British-based renewables produced more electricity than gas this winter
The UK renewable energy sector generated enough to power every home in the country through the winter, analysis has shown.
Renewably produced electricity this winter has displaced more than a third of the UK’s entire annual gas demand for power generation, according to the Energy and Climate Intelligence Unit (ECIU).
Between October 1 and February 28, power generated by wind, hydro and solar reached 47TWh (terawatt hours), the research said.
In contrast, generating the same amount of electricity using gas power stations would have required around 95TWh of gas – equal to 110 tankers of liquified natural gas (LNG), which would have potentially increased net gas imports by more than 22 per cent, including gas imported via pipeline.
“We’re seeing the old electricity system give way to the new, with renewables becoming the backbone and displacing more and more gas," said Jess Ralston, head of energy at ECIU.
“Battery storage is ramping up faster than expected, boosting the UK’s energy security and leaving us less exposed to international gas markets.
“Lifting the ban on onshore wind will help, but with the US and the EU going gangbusters for renewables, eyes are on the government, the chancellor and the budget to decide on how the UK stays an attractive market for the investments that will ultimately bring down bills.”
On Monday, UK energy security secretary Grant Shapps met his US counterpart in London and committed the UK to greater energy independence through nuclear and renewables.
They said the huge rise in gas prices after the Russian invasion has shown the need to speed up the move away from fossil fuels and boost the transition to renewables and other green energy sources.
Emma Pinchbeck, Energy UK’s chief executive, said “we must do everything possible” to encourage and speed up investment in low-carbon power.
“This analysis confirms the ever-growing contribution that homegrown renewable generation is making to power our homes and our businesses," she added.
“We’ve seen the effect that record wholesale gas prices have had on customers’ bills over the last 18 months and it’s underlined the urgency of expanding our supply of cheap, domestic, clean power in order to remove our dependency on expensive fossil fuels - which will strengthen the country’s energy security, cut bills and emissions and boost economic growth.”
A report released today by the International Energy Agency (IEA) revealed that global energy-related emissions of carbon dioxide hit a record high in 2022, rising by 0.9 per cent to a record 36.8 billion tonnes.
"We still see emissions growing from fossil fuels, hindering efforts to meet the world’s climate targets," said IEA executive director Fatih Birol.

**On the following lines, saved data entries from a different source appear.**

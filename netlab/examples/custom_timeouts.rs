/// Custom deadlines for slow networks.
///
/// Enterprise authentication and some USB adapters take longer than the
/// defaults to come up.
use netlab::{ConnectionSecret, WifiConfig, WifiManager};
use std::time::Duration;

#[tokio::main]
async fn main() -> netlab::Result<()> {
    let config = WifiConfig::new()
        .with_connect_timeout(Duration::from_secs(90))
        .with_hotspot_timeout(Duration::from_secs(45))
        .with_scan_default(Duration::from_secs(20));

    let wifi = WifiManager::with_config(config).await?;

    println!("WifiManager configured with custom timeouts:");
    println!("  Connect timeout: {:?}", wifi.config().connect_timeout);
    println!("  Hotspot timeout: {:?}", wifi.config().hotspot_timeout);
    println!("  Default scan:    {:?}", wifi.config().scan_default);

    println!("\nConnecting to network...");
    wifi.connect(
        "MyNetwork",
        ConnectionSecret::Passphrase {
            psk: std::env::var("WIFI_PASSWORD").unwrap_or_else(|_| "password".to_string()),
        },
    )
    .await?;

    println!("Connected successfully!");

    Ok(())
}
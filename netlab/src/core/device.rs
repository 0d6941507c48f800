//! Wireless device selection.

use log::{debug, warn};
use zvariant::OwnedObjectPath;

use crate::Result;
use crate::api::models::ConnectionError;
use crate::bus::NetworkBus;
use crate::types::constants::device_type;

/// Picks the device a workflow should run on.
///
/// With an interface name, the Wi-Fi device whose interface matches exactly
/// is returned. Without one, the first Wi-Fi device wins. Devices whose
/// properties cannot be read are skipped.
pub(crate) async fn find_wifi_device(
    bus: &dyn NetworkBus,
    interface: Option<&str>,
) -> Result<OwnedObjectPath> {
    let devices = bus.devices().await?;

    for device in devices {
        match interface {
            Some(wanted) => match bus.device_interface(&device).await {
                Ok(name) if name == wanted => match bus.device_type(&device).await {
                    Ok(device_type::WIFI) => {
                        debug!("Using {} for interface {wanted}", device.as_str());
                        return Ok(device);
                    }
                    Ok(other) => debug!("Interface {wanted} is not Wi-Fi (type {other})"),
                    Err(e) => warn!("Skipping {}: no device type: {e}", device.as_str()),
                },
                Ok(_) => {}
                Err(e) => warn!("Skipping {}: no interface name: {e}", device.as_str()),
            },
            None => match bus.device_type(&device).await {
                Ok(device_type::WIFI) => {
                    debug!("Using Wi-Fi device {}", device.as_str());
                    return Ok(device);
                }
                Ok(_) => {}
                Err(e) => warn!("Skipping {}: no device type: {e}", device.as_str()),
            },
        }
    }

    Err(match interface {
        Some(name) => ConnectionError::InterfaceNotFound(name.to_string()),
        None => ConnectionError::NoWifiDevice,
    })
}
//! Saved connection profile lookup and removal.

use log::{debug, warn};
use zvariant::{OwnedObjectPath, Value};

use crate::Result;
use crate::bus::{NetworkBus, SettingsMap};
use crate::types::constants::settings;

/// Reads the wireless SSID out of a profile's settings.
///
/// Returns `None` for non-wireless profiles.
pub(crate) fn profile_ssid(profile: &SettingsMap) -> Option<Vec<u8>> {
    let ssid = profile.get(settings::WIRELESS)?.get("ssid")?;
    match &**ssid {
        Value::Array(bytes) => bytes
            .iter()
            .map(|b| match b {
                Value::U8(b) => Some(*b),
                _ => None,
            })
            .collect(),
        _ => None,
    }
}

/// Paths of all saved profiles whose wireless SSID equals `ssid`.
///
/// Profiles whose settings cannot be read are skipped.
pub(crate) async fn find_profiles_by_ssid(
    bus: &dyn NetworkBus,
    ssid: &str,
) -> Result<Vec<OwnedObjectPath>> {
    let mut matches = Vec::new();

    for profile in bus.list_connections().await? {
        let settings = match bus.connection_settings(&profile).await {
            Ok(s) => s,
            Err(e) => {
                warn!("Skipping profile {}: {e}", profile.as_str());
                continue;
            }
        };

        if profile_ssid(&settings).as_deref() == Some(ssid.as_bytes()) {
            matches.push(profile);
        }
    }

    Ok(matches)
}

/// Deletes every saved profile for `ssid`. Individual delete failures are
/// logged and do not stop the sweep.
///
/// Returns how many profiles were removed.
pub(crate) async fn delete_profiles_by_ssid(bus: &dyn NetworkBus, ssid: &str) -> Result<usize> {
    let mut deleted = 0;

    for profile in find_profiles_by_ssid(bus, ssid).await? {
        match bus.delete_connection(&profile).await {
            Ok(()) => {
                debug!("Deleted stale profile {} for '{ssid}'", profile.as_str());
                deleted += 1;
            }
            Err(e) => warn!("Failed to delete profile {}: {e}", profile.as_str()),
        }
    }

    Ok(deleted)
}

The report also pointed out the enormous boost in earnings enjoyed by energy companies including Shell and BP as a result of the energy crisis.
"International and national fossil fuel companies are making record revenues and need to take their share of responsibility," Birol said.
Most clean energy in the UK comes from wind power, which is most productive during the winter when winds are stronger.
In 2022, UK renewables provided 38 per cent of the country’s electricity generation and became a net electricity exporter for the first time since 2010. However, the country is still heavily dependent on gas, which supplies 40 per cent of its power and 85 per cent of its heating.
A recent report published by Energy UK, highlighted that the investment climate for low-carbon generation in the UK has deteriorated significantly in recent months and could even undermine the nation’s net-zero ambitions.
Last month, engineering firms and consultancies spoke to E&T about the connection delays that they say are putting both the climate targets and energy security at risk.